Where did the inspiration for Everybody’s Perfect come from?
Venice.
Venice is really a very strange place. And the work of Alexis Shotwell on purity, and how requiring purity can prevent you getting good things done, and also her work on people living with AIDS.
Were there any moments or characters you really enjoyed writing or exploring?
Yes, all of them. Tiry, our first narrator is a Bauta, that’s the kind of mask that’s flat, no expression, straight right down to the chin, and he’s very warm and thoughtful and also very working class and practical, and also he has a kink where he’s attracted to Venetians, that’s what they call humans in the Serenissima. I really enjoyed his point of view. And then he hands the point of view off to Khadsha, who’s a Zanguni with a big mane of feathers and a domino around the eyes, and she’s a seer who can predict the future, and she’s been told not to stay in the Serenissima too long, so she keeps asking “Is this too long? Is this too long?”
Did you face any challenges whilst writing? How did you overcome them?
So I got very very blocked during the pandemic. We were locked down for a long time here, and I was lonely and depressed, and I didn’t write any fiction at all for a long time. So with this novel, which I wrote in 2024, I deliberately tried to make it easy for myself. It’s all beginnings, all new points of view, all first person but a new first person every ten thousand words. Those are all things I like, that are fun for me. So the challenge was believing I could write another book and then actually doing it.
What’s next for you?
I’ve just finished another novel called Sunlit Uplands, it’s very different, very political. It’s a road trip novel, where the characters are on a road trip across America through alternate versions of 2020.
Lastly, what books are you looking forward to picking up? Any you’ve read so far this year that you’ve enjoyed?

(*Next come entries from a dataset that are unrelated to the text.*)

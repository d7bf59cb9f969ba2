use crate::surface::ClickAction;

/// Session states, in the order a trial walks through them
#[derive(Copy, Debug, Clone, PartialEq, Eq, Default)]
pub enum SessionPhase {
    /// Placement screen, waiting for the operator to press Space
    #[default]
    AwaitingPlacement,
    Iti,
    /// Trial 1 only: the start signal waits for one acknowledgment peck
    CueStart,
    KeyActive,
    OutcomeResolution,
    Reinforced,
    NotReinforced,
    SessionEnd,
}

impl SessionPhase {
    /// Whether a click bound to `action` should be honoured in this phase
    pub fn accepts(&self, action: ClickAction) -> bool {
        use SessionPhase::*;
        match action {
            ClickAction::ItiPeck => matches!(self, Iti),
            ClickAction::StartSignalPress => matches!(self, CueStart),
            ClickAction::BackgroundPeck => self.is_trial(),
            ClickAction::KeyPeck => matches!(self, KeyActive),
            ClickAction::RewardPeck => matches!(self, SessionEnd),
        }
    }

    pub fn is_terminal(&self) -> bool {
        matches!(self, SessionPhase::SessionEnd)
    }

    /// Whether the trial clock is running (cue on screen)
    pub fn is_trial(&self) -> bool {
        matches!(self, SessionPhase::CueStart | SessionPhase::KeyActive)
    }
}

#[cfg(test)]
mod tests {
    use super::*;

    #[test]
    fn pecks_only_count_in_their_phase() {
        assert!(SessionPhase::KeyActive.accepts(ClickAction::KeyPeck));
        assert!(!SessionPhase::Iti.accepts(ClickAction::KeyPeck));
        assert!(SessionPhase::CueStart.accepts(ClickAction::BackgroundPeck));
        assert!(!SessionPhase::Reinforced.accepts(ClickAction::BackgroundPeck));
        assert!(!SessionPhase::KeyActive.accepts(ClickAction::StartSignalPress));
        assert!(SessionPhase::default() == SessionPhase::AwaitingPlacement);
    }

    #[test]
    fn background_pecks_follow_the_trial_clock() {
        use SessionPhase::*;
        for phase in [AwaitingPlacement, Iti, CueStart, KeyActive, Reinforced, SessionEnd] {
            assert_eq!(phase.accepts(ClickAction::BackgroundPeck), phase.is_trial());
        }
        assert!(!OutcomeResolution.is_trial());
    }
}
use criterion::{BatchSize, Criterion, black_box, criterion_group, criterion_main};
use operant_core::surface::{BLACK, WHITE};
use operant_core::{Bounds, ClickAction, Surface};
use operant_render::{SkiaSurface, Viewport};
use std::time::Duration;

const KEY: Bounds = Bounds::new(416.0, 288.0, 608.0, 480.0);

/// Background plus the trial key, as drawn at every trial start
fn key_screen(s: &mut SkiaSurface) {
    s.clear().ok();
    s.draw_rect(Bounds::new(0.0, 0.0, 1024.0, 768.0), Some(BLACK), Some(BLACK), Some("bkgrd"));
    s.bind_click("bkgrd", ClickAction::BackgroundPeck);
    s.draw_oval(KEY.inflate(20.0), Some(BLACK), Some(BLACK), Some("key"));
    s.draw_rect(KEY, Some(WHITE), None, Some("key"));
    s.draw_oval(KEY, None, Some(BLACK), Some("key"));
    s.bind_click("key", ClickAction::KeyPeck);
}

pub fn bench_rasterize(c: &mut Criterion) {
    let mut group = c.benchmark_group("rasterize");
    group
        .sample_size(50)
        .measurement_time(Duration::from_secs(10))
        .warm_up_time(Duration::from_secs(2));

    group.bench_function("key_screen", |b| {
        b.iter_batched(
            || {
                let mut s = SkiaSurface::new(None).unwrap();
                key_screen(&mut s);
                s
            },
            |mut s| black_box(s.rasterize()),
            BatchSize::SmallInput,
        );
    });

    group.bench_function("present_1080p", |b| {
        let mut s = SkiaSurface::new(None).unwrap();
        key_screen(&mut s);
        s.rasterize();
        let v = Viewport::fit(1920, 1080);
        let mut frame = vec![0u8; 1920 * 1080 * 4];
        b.iter(|| s.present(black_box(&v), &mut frame));
    });

    group.bench_function("hit_test", |b| {
        let mut s = SkiaSurface::new(None).unwrap();
        key_screen(&mut s);
        b.iter(|| black_box(s.hit(black_box(512.0), black_box(384.0))));
    });

    group.finish();
}

criterion_group! {
    name = benches;
    config = Criterion::default()
        .confidence_level(0.95)
        .noise_threshold(0.02);
    targets = bench_rasterize
}

criterion_main!(benches);
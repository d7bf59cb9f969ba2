//! Interned strings for canvas tags, stimulus names and on-screen text.
//! Atoms compare by pointer, so tag lookups during hit testing stay cheap.

pub use string_cache::DefaultAtom as Atom;

#[cfg(test)]
mod tests {
    use super::*;

    #[test]
    fn equal_strings_share_one_atom() {
        let a = Atom::from("key");
        let b = Atom::from(String::from("key"));
        assert_eq!(a, b);
        assert_ne!(a, Atom::from("bkgrd"));
        assert_eq!(&*b, "key");
    }

    #[test]
    fn dynamic_atoms_outlive_their_source() {
        let owned = format!("ITI ({} sec.)", 30);
        let atom = Atom::from(owned.as_str());
        drop(owned);
        assert_eq!(atom.as_ref(), "ITI (30 sec.)");
    }
}
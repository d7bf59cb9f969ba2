mod app;
mod cli;

use anyhow::{Context, Result};
use app::{App, AppOptions};
use clap::Parser;
use cli::Args;
use operant_experiment::{SessionConfig, SessionStateMachine};
use operant_hw::{HopperCalibration, OperantBox, Peripherals, SimulatedPeripherals};
use operant_render::SkiaSurface;
use operant_timing::HighPrecisionTimer;
use rand::SeedableRng;
use rand::rngs::StdRng;
use std::sync::Arc;
use std::sync::atomic::{AtomicBool, Ordering};
use tracing::{info, warn};
use tracing_subscriber::EnvFilter;

fn main() -> Result<()> {
    let args = Args::parse();

    let filter =
        EnvFilter::try_from_default_env().unwrap_or_else(|_| EnvFilter::new(&args.log_level));
    tracing_subscriber::fmt().with_env_filter(filter).init();

    let config = args.session_config()?;
    info!(
        "{} session: subject {}, condition {}, {} trials, data {}",
        config.experiment_id,
        config.subject,
        config.condition,
        config.max_trials,
        if config.record_data { "recorded" } else { "not recorded" }
    );
    if config.record_data {
        config.ensure_subject_dir()?;
    }

    let interrupted = Arc::new(AtomicBool::new(false));
    let flag = interrupted.clone();
    ctrlc::set_handler(move || flag.store(true, Ordering::SeqCst))
        .context("installing Ctrl-C handler")?;

    if args.hardware {
        run_in_chamber(&args, config, interrupted)
    } else {
        let hopper = if args.hopper_vals.exists() {
            HopperCalibration::load(&args.hopper_vals)?
        } else {
            HopperCalibration::default()
        };
        run(&args, config, SimulatedPeripherals::new(), hopper, interrupted)
    }
}

#[cfg(feature = "rpi")]
fn run_in_chamber(args: &Args, config: SessionConfig, interrupted: Arc<AtomicBool>) -> Result<()> {
    let peripherals = operant_hw::RpiPeripherals::open().context("opening chamber GPIO")?;
    let hopper = HopperCalibration::load(&args.hopper_vals)?;
    run(args, config, peripherals, hopper, interrupted)
}

#[cfg(not(feature = "rpi"))]
fn run_in_chamber(
    _args: &Args,
    _config: SessionConfig,
    _interrupted: Arc<AtomicBool>,
) -> Result<()> {
    anyhow::bail!("--hardware needs a build with the `rpi` feature (GPIO driver unavailable)")
}

fn run<P: Peripherals>(
    args: &Args,
    config: SessionConfig,
    peripherals: P,
    hopper: HopperCalibration,
    interrupted: Arc<AtomicBool>,
) -> Result<()> {
    let font = match args.font_path(config.show_operator_text)? {
        Some(path) => {
            info!("On-screen text font {}", path.display());
            Some(SkiaSurface::load_font(&path)?)
        }
        None => {
            warn!("No font found; the reward screen shows no text");
            None
        }
    };
    let surface = SkiaSurface::new(font)?;
    let timer = HighPrecisionTimer::new();
    let chamber = OperantBox::new(peripherals, hopper);
    let rng = StdRng::from_os_rng();
    let session = SessionStateMachine::new(config, chamber, surface, timer.clone(), rng)?;

    let options = AppOptions {
        hardware: args.hardware,
        stimuli_dir: args.stimuli_dir.clone(),
    };
    let summary = App::new(session, timer, options, interrupted).run()?;
    info!(
        "Session over ({:?}): {} trial(s), {} reinforced",
        summary.reason, summary.trials_completed, summary.reinforced_trials
    );
    Ok(())
}
use operant_core::Contingency;
use serde::{Deserialize, Serialize};
use std::fs;
use std::path::{Path, PathBuf};
use std::time::Duration;
use tracing::info;

/// Subjects run in this experiment, alphabetical
pub const SUBJECT_ROSTER: [&str; 8] = [
    "Hawthorne", "Hendrix", "Herriot", "Iggy", "Itzamna", "Kurt", "Peach", "Wario",
];

/// Operator test subject; runs with shortened delays
pub const TEST_SUBJECT: &str = "TEST";

pub const EXPERIMENT_ID: &str = "P003Fc";

/// Selectable subjects in menu order: the test subject, then the roster
pub fn subject_choices() -> Vec<&'static str> {
    std::iter::once(TEST_SUBJECT)
        .chain(SUBJECT_ROSTER.iter().copied())
        .collect()
}

#[derive(Debug, thiserror::Error)]
pub enum ConfigError {
    #[error("unknown subject '{0}'")]
    UnknownSubject(String),
    #[error("max trials must be a positive multiple of 4, got {0}")]
    BadTrialCount(usize),
    #[error("experiment id must not be empty")]
    EmptyExperimentId,
    #[error("cannot read timings file {path}: {source}")]
    Read {
        path: PathBuf,
        source: std::io::Error,
    },
    #[error("invalid timings: {0}")]
    Timings(#[from] toml::de::Error),
    #[error("cannot create data folder {path}: {source}")]
    DataDir {
        path: PathBuf,
        source: std::io::Error,
    },
}

/// Session delays in milliseconds
#[derive(Debug, Clone, PartialEq, Eq, Serialize, Deserialize)]
#[serde(default)]
pub struct SessionTimings {
    /// Space press to first ITI
    pub start_delay_ms: u64,
    pub iti_ms: u64,
    /// Cue on screen per trial
    pub trial_ms: u64,
    /// Hopper raised after a reinforced trial
    pub hopper_ms: u64,
    /// Start-signal peck to the first trial's keys
    pub cue_ack_delay_ms: u64,
}

impl Default for SessionTimings {
    fn default() -> Self {
        Self {
            start_delay_ms: 2000,
            iti_ms: 30_000,
            trial_ms: 10_000,
            hopper_ms: 4000,
            cue_ack_delay_ms: 1000,
        }
    }
}

impl SessionTimings {
    /// Parses a TOML table; missing keys keep their defaults
    pub fn from_toml_str(s: &str) -> Result<Self, ConfigError> {
        Ok(toml::from_str(s)?)
    }

    pub fn load(path: &Path) -> Result<Self, ConfigError> {
        let text = fs::read_to_string(path).map_err(|source| ConfigError::Read {
            path: path.to_path_buf(),
            source,
        })?;
        Self::from_toml_str(&text)
    }

    /// Test sessions skip the long waits
    pub fn for_subject(&self, subject: &str) -> Self {
        if subject == TEST_SUBJECT {
            Self {
                start_delay_ms: 1000,
                iti_ms: 1000,
                hopper_ms: 1000,
                ..self.clone()
            }
        } else {
            self.clone()
        }
    }

    pub fn start_delay(&self) -> Duration {
        Duration::from_millis(self.start_delay_ms)
    }

    pub fn iti(&self) -> Duration {
        Duration::from_millis(self.iti_ms)
    }

    pub fn trial(&self) -> Duration {
        Duration::from_millis(self.trial_ms)
    }

    pub fn hopper(&self) -> Duration {
        Duration::from_millis(self.hopper_ms)
    }

    pub fn cue_ack_delay(&self) -> Duration {
        Duration::from_millis(self.cue_ack_delay_ms)
    }
}

/// Everything the operator chose before the session starts. Immutable once
/// handed to the session runner.
#[derive(Debug, Clone)]
pub struct SessionConfig {
    pub subject: String,
    pub condition: Contingency,
    /// Write the session log to disk
    pub record_data: bool,
    /// Parent of the per-subject data folders
    pub data_dir: PathBuf,
    /// Subject → stimulus image table
    pub assignments_path: PathBuf,
    pub experiment_id: String,
    pub timings: SessionTimings,
    pub max_trials: usize,
    /// Show ITI/reinforcement captions meant for a human operator
    pub show_operator_text: bool,
}

impl Default for SessionConfig {
    fn default() -> Self {
        Self {
            subject: TEST_SUBJECT.to_string(),
            condition: Contingency::Instrumental,
            record_data: true,
            data_dir: PathBuf::from("data"),
            assignments_path: PathBuf::from(format!("{EXPERIMENT_ID}_stimulus_assignments.csv")),
            experiment_id: EXPERIMENT_ID.to_string(),
            timings: SessionTimings::default(),
            max_trials: 80,
            show_operator_text: true,
        }
    }
}

impl SessionConfig {
    pub fn validate(&self) -> Result<(), ConfigError> {
        if self.subject != TEST_SUBJECT && !SUBJECT_ROSTER.contains(&self.subject.as_str()) {
            return Err(ConfigError::UnknownSubject(self.subject.clone()));
        }
        if self.max_trials == 0 || self.max_trials % 4 != 0 {
            return Err(ConfigError::BadTrialCount(self.max_trials));
        }
        if self.experiment_id.trim().is_empty() {
            return Err(ConfigError::EmptyExperimentId);
        }
        Ok(())
    }

    pub fn is_test_subject(&self) -> bool {
        self.subject == TEST_SUBJECT
    }

    /// Delays actually used for this subject
    pub fn effective_timings(&self) -> SessionTimings {
        self.timings.for_subject(&self.subject)
    }

    pub fn subject_dir(&self) -> PathBuf {
        self.data_dir.join(&self.subject)
    }

    /// Creates the subject's data folder; returns true when it was new
    pub fn ensure_subject_dir(&self) -> Result<bool, ConfigError> {
        let dir = self.subject_dir();
        if dir.is_dir() {
            info!("Data folder for {} exists", self.subject.to_uppercase());
            return Ok(false);
        }
        fs::create_dir_all(&dir).map_err(|source| ConfigError::DataDir {
            path: dir.clone(),
            source,
        })?;
        info!("New data folder for {} created", self.subject.to_uppercase());
        Ok(true)
    }
}

#[cfg(test)]
mod tests {
    use super::*;

    #[test]
    fn test_subject_shortens_waits() {
        let t = SessionTimings::default().for_subject(TEST_SUBJECT);
        assert_eq!(t.iti_ms, 1000);
        assert_eq!(t.hopper_ms, 1000);
        assert_eq!(t.start_delay_ms, 1000);
        assert_eq!(t.trial_ms, 10_000);

        let real = SessionTimings::default().for_subject("Peach");
        assert_eq!(real, SessionTimings::default());
    }

    #[test]
    fn partial_toml_keeps_defaults() {
        let t = SessionTimings::from_toml_str("iti_ms = 5000\ntrial_ms = 2500\n").unwrap();
        assert_eq!(t.iti_ms, 5000);
        assert_eq!(t.trial_ms, 2500);
        assert_eq!(t.hopper_ms, 4000);
        assert!(SessionTimings::from_toml_str("iti_ms = \"long\"").is_err());
    }

    #[test]
    fn validation() {
        let mut cfg = SessionConfig::default();
        assert!(cfg.validate().is_ok());
        cfg.subject = "Wario".into();
        assert!(cfg.validate().is_ok());
        cfg.subject = "Mario".into();
        assert!(matches!(cfg.validate(), Err(ConfigError::UnknownSubject(_))));
        cfg.subject = "Kurt".into();
        cfg.max_trials = 30;
        assert!(matches!(cfg.validate(), Err(ConfigError::BadTrialCount(30))));
    }

    #[test]
    fn menu_lists_test_subject_first() {
        let choices = subject_choices();
        assert_eq!(choices[0], TEST_SUBJECT);
        assert_eq!(choices.len(), 9);
        let mut sorted = SUBJECT_ROSTER.to_vec();
        sorted.sort();
        assert_eq!(sorted, SUBJECT_ROSTER.to_vec());
    }

    #[test]
    fn subject_dir_is_created_once() {
        let tmp = tempfile::tempdir().unwrap();
        let cfg = SessionConfig {
            data_dir: tmp.path().to_path_buf(),
            ..SessionConfig::default()
        };
        assert!(cfg.ensure_subject_dir().unwrap());
        assert!(!cfg.ensure_subject_dir().unwrap());
        assert!(tmp.path().join(TEST_SUBJECT).is_dir());
    }
}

I loved What We Are Seeking! And I just read Ada Palmer’s And Loki In His Prison which will be out next June, and which is really wonderful. So now I’m waiting impatiently for her to write the second half of that, which will be called And Odin In His Tree. I recently read the first K.J. Parker Sister Svangerd book, which was a ton of fun, and I have the second one and I’m saving it for now. The third one comes out in December. I have the most recent Lois McMaster Bujold Penric novella, I’ll probably read that next. I’m looking forward to the new Marko Kloos, and the new Jennifer Crusie, and the new Lily Chu, I have those all pre-ordered. Volume 2 of Samuel Delany’s journals is coming out in January, that’s really exciting. And I’m really hoping that Rosemary Kirstein’s City in the Crags gets finished soon, because when it does I’ll drop everything else to read that.